▶ DIRECTIONS FOR THIS TASK
Bring together copies of the lines in the data below that contain the word "driver".

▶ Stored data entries
__________________________________________________

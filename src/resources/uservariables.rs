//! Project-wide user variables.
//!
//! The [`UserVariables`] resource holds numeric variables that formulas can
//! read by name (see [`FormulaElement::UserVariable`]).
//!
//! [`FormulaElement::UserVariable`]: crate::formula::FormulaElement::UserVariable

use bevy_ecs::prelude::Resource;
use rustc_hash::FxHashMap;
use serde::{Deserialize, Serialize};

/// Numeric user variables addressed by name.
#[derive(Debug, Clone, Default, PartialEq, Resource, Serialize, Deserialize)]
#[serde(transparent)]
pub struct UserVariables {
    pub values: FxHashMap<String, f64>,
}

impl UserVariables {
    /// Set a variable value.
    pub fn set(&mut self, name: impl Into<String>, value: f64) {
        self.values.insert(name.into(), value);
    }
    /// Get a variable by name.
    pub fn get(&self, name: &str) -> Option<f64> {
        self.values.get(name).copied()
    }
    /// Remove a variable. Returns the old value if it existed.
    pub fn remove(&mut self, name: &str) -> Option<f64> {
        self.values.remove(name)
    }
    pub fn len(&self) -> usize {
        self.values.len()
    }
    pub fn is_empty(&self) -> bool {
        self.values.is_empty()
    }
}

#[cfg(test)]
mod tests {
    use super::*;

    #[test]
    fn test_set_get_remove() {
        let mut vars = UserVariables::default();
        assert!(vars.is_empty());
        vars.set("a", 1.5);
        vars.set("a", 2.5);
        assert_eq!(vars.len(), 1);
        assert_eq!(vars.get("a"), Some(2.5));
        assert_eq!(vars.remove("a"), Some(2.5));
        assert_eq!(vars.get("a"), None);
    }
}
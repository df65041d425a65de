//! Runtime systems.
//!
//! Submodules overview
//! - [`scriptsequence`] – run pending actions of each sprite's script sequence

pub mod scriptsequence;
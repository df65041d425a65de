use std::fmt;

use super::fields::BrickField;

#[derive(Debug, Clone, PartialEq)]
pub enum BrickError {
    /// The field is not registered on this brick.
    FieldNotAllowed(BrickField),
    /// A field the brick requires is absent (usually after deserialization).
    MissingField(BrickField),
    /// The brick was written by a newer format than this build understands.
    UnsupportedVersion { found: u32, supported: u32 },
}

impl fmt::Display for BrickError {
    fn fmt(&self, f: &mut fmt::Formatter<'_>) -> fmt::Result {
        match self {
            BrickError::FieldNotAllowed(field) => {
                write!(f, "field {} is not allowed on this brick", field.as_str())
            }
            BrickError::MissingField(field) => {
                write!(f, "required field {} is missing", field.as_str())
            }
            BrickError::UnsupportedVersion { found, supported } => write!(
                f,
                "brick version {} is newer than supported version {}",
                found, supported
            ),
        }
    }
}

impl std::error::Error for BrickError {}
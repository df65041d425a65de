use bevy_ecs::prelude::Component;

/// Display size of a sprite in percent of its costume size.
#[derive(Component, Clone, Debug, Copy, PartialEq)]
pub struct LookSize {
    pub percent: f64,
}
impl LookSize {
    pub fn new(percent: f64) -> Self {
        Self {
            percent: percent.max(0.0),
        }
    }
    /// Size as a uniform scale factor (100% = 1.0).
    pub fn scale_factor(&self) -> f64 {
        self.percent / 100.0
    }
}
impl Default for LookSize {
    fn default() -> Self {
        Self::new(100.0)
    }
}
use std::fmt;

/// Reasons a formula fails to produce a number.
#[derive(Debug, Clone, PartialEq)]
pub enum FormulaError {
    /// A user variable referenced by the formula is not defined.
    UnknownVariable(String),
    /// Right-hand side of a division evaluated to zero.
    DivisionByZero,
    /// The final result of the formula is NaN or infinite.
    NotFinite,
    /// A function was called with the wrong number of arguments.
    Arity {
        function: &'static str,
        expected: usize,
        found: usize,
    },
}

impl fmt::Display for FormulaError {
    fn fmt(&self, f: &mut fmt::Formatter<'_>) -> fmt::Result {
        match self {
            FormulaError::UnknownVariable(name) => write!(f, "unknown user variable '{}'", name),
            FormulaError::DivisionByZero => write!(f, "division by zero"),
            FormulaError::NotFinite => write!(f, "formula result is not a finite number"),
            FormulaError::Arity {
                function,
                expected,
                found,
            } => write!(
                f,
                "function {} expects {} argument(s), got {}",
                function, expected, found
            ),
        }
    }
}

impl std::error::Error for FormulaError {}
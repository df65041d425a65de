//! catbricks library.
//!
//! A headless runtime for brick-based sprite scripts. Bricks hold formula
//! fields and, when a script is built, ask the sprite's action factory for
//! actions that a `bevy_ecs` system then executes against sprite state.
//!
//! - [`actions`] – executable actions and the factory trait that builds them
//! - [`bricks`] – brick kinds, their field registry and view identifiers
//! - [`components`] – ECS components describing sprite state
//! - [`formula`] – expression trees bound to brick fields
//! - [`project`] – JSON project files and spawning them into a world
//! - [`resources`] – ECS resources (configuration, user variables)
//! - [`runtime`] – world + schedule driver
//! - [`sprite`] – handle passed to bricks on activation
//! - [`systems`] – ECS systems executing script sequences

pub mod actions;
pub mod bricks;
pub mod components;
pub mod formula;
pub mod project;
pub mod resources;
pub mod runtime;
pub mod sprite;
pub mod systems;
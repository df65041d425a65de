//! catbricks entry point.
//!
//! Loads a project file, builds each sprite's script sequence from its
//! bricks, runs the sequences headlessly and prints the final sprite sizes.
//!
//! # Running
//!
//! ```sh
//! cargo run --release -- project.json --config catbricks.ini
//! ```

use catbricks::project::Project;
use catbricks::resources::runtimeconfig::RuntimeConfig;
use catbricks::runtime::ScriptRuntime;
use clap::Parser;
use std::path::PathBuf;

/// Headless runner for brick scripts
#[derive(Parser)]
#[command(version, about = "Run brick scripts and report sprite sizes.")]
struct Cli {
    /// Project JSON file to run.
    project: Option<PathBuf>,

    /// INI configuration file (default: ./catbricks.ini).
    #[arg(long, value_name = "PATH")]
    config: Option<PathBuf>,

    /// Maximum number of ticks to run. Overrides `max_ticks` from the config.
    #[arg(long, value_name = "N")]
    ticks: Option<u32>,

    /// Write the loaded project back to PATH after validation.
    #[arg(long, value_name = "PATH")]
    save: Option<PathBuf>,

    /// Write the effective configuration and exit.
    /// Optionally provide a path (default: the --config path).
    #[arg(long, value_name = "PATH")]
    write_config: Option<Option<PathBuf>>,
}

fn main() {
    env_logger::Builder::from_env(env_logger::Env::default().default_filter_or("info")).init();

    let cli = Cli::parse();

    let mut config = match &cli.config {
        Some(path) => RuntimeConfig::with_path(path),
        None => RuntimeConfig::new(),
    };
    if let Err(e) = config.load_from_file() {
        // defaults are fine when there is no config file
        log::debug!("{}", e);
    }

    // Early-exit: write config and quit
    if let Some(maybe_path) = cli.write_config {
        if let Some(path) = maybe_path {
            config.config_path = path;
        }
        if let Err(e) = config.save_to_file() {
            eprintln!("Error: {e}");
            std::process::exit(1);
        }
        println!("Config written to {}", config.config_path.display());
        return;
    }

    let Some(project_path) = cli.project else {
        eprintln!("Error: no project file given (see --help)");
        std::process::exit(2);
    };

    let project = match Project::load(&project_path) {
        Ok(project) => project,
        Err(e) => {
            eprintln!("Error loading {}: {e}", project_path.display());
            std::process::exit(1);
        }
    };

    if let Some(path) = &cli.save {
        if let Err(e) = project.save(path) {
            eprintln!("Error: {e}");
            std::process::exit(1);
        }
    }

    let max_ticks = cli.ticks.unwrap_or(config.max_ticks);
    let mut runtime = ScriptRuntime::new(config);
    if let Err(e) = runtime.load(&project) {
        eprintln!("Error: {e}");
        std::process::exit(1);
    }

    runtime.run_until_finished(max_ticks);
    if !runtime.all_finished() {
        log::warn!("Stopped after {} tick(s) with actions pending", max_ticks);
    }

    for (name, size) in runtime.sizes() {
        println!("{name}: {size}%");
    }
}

__________________________________________________

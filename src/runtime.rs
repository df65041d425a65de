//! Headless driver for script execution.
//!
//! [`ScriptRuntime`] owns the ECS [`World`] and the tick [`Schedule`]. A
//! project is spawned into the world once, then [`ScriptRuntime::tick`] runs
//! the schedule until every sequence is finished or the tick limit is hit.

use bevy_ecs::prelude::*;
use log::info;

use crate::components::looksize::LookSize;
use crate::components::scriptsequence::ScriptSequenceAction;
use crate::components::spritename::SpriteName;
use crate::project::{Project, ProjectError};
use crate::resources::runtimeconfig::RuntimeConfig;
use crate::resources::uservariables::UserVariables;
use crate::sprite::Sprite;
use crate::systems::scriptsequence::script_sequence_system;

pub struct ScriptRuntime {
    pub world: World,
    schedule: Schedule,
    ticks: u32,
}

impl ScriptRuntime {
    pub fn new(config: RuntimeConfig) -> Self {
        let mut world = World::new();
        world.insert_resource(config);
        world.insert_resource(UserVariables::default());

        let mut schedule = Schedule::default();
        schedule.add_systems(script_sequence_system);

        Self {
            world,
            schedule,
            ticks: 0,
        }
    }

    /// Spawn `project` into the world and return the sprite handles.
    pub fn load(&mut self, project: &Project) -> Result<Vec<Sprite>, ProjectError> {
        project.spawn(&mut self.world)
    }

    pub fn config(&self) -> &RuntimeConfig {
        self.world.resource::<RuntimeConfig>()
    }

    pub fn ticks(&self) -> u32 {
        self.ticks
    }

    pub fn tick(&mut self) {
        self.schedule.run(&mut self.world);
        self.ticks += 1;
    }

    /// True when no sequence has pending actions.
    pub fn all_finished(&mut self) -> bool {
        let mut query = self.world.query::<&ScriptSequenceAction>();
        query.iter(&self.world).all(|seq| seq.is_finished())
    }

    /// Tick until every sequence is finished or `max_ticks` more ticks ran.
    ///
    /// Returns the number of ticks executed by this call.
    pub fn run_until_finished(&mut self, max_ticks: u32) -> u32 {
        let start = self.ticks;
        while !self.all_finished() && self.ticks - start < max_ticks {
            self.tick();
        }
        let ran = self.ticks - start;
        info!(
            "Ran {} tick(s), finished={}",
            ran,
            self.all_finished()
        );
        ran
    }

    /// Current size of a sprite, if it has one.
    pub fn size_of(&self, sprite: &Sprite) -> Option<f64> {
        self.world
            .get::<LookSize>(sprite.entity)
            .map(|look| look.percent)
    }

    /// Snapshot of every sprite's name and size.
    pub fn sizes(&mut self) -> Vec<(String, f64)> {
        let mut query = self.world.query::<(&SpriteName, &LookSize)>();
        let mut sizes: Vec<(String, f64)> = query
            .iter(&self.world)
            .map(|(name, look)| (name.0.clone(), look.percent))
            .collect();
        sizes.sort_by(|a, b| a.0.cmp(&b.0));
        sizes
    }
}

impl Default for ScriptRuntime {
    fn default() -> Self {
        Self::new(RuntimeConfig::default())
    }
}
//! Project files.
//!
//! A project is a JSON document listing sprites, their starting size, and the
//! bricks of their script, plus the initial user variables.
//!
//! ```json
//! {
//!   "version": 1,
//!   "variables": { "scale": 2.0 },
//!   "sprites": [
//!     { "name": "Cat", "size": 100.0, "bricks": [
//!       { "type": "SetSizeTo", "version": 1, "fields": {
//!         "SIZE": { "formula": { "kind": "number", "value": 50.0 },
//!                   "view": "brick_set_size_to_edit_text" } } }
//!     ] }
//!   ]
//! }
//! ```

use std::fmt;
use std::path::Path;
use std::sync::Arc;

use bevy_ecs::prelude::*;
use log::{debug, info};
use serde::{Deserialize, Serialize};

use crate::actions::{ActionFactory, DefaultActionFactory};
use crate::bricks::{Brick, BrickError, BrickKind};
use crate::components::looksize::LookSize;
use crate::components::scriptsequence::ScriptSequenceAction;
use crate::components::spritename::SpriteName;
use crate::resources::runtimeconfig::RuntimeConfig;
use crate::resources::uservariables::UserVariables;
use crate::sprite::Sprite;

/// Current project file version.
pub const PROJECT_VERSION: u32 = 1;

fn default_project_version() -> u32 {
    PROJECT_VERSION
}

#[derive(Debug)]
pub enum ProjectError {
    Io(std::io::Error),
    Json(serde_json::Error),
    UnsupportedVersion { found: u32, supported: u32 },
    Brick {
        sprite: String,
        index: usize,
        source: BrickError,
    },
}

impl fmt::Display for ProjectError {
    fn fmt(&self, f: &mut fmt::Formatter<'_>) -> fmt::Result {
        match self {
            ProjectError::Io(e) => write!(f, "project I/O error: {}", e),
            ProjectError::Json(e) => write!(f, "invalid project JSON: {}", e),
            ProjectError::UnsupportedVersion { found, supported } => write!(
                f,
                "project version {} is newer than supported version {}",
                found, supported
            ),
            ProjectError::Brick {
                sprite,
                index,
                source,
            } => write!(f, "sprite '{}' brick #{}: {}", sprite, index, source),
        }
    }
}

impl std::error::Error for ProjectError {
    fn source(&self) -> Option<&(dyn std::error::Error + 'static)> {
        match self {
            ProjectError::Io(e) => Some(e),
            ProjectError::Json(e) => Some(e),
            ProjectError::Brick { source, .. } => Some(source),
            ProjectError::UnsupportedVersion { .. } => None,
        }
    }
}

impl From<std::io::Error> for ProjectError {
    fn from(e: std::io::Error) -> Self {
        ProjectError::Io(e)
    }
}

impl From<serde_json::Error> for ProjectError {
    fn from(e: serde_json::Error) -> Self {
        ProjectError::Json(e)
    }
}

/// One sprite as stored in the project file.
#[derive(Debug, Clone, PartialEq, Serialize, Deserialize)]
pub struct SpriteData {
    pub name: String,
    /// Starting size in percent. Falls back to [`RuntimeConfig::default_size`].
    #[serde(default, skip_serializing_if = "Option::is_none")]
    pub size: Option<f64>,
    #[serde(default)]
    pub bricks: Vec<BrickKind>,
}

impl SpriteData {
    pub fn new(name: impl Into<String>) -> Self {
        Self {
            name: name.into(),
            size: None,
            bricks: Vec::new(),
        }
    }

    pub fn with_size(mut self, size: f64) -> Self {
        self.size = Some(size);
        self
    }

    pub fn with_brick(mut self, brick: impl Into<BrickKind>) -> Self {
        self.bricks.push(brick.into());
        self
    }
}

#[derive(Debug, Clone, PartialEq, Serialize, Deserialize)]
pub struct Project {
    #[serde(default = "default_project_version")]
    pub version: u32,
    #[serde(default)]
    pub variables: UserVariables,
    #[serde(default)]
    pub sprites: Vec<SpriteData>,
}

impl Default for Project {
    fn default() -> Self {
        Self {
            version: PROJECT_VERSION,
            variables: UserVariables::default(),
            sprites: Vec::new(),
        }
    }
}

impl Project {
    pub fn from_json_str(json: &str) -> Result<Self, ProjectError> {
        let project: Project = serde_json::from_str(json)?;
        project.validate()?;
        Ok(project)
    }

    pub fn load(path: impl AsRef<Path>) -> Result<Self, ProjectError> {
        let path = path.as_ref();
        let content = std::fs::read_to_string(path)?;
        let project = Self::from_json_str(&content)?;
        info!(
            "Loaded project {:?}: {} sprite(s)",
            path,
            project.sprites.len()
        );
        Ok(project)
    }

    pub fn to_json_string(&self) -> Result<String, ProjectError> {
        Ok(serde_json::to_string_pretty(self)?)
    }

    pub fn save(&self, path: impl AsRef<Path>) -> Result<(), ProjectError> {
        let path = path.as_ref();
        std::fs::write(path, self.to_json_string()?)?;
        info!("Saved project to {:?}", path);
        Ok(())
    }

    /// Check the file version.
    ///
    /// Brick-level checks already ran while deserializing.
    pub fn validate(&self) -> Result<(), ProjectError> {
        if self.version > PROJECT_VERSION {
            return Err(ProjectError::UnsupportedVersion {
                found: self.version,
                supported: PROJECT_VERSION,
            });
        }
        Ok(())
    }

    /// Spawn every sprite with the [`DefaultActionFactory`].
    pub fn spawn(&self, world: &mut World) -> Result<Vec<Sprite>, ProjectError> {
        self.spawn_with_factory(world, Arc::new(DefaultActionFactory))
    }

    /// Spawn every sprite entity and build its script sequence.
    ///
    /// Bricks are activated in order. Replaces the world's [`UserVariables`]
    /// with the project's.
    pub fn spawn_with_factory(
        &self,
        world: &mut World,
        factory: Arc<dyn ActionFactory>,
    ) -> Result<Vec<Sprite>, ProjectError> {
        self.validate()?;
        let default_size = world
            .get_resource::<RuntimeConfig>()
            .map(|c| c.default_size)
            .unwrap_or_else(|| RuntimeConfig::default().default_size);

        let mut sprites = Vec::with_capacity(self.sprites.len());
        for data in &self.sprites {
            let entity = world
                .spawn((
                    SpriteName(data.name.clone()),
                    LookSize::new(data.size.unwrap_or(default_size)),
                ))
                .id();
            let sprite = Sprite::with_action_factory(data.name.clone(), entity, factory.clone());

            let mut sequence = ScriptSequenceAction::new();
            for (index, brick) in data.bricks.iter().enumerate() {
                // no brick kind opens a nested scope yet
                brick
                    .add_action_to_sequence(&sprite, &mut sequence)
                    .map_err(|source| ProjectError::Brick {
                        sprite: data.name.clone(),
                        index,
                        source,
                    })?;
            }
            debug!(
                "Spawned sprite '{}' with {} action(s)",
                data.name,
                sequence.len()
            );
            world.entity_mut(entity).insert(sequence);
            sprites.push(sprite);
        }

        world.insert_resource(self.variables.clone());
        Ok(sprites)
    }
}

__________________________________________________

▶ ANSWER TO THIS TASK
//! - [`runtime`] – world + schedule driver
//! Headless driver for script execution.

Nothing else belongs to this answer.